◆ The problem:
Where does the string "headed" occur in the entries below? Copy every line where it does.

◆ Records shown:

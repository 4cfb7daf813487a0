//! uitrace - record a browser task as a dataset entry
//!
//! Main entry point for the CLI application.

use clap::Parser;
use std::path::PathBuf;
use uitrace::cli::{init_logging, run_task_for_request, TaskRequest};
use uitrace::Config;

/// Run a browser task and record its UI states
#[derive(Parser, Debug)]
#[command(name = "uitrace")]
#[command(author, version, about, long_about = None)]
struct Args {
    /// App name, e.g. 'linear' or 'notion'
    #[arg(long, default_value = "linear")]
    app: String,

    /// Natural language request
    #[arg(long, default_value = "How do I create a project in Linear?")]
    request: String,

    /// Identifier for this task run (used in the dataset folder name)
    #[arg(long, default_value = "demo_task")]
    task_id: String,

    /// Dataset root directory
    #[arg(long)]
    out_dir: Option<PathBuf>,

    /// Run a plan from a JSON file instead of planning the request
    #[arg(long)]
    plan: Option<PathBuf>,

    /// Run in headed browser mode (visible window)
    #[arg(long)]
    headed: bool,

    /// Use the logging stand-in instead of a real browser
    #[arg(long)]
    mock: bool,

    /// Enable debug output
    #[arg(long, short = 'd')]
    debug: bool,
}

#[tokio::main]
async fn main() -> anyhow::Result<()> {
    let args = Args::parse();

    let mut config = Config::load();

    // Apply CLI overrides
    if let Some(out_dir) = args.out_dir {
        config.dataset.out_dir = out_dir;
    }

    if args.headed {
        config.browser.headed = true;
    }

    if args.debug {
        config.executor.debug = true;
    }

    init_logging(config.executor.debug);

    let task = TaskRequest {
        app_name: args.app,
        request: args.request,
        task_id: args.task_id,
        plan_file: args.plan,
        mock: args.mock,
    };

    let task_dir = run_task_for_request(&config, &task).await?;
    println!("Dataset written to {}", task_dir.display());

    Ok(())
}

◆ Result:
    /// Run in headed browser mode (visible window)
    headed: bool,
    if args.headed {
        config.browser.headed = true;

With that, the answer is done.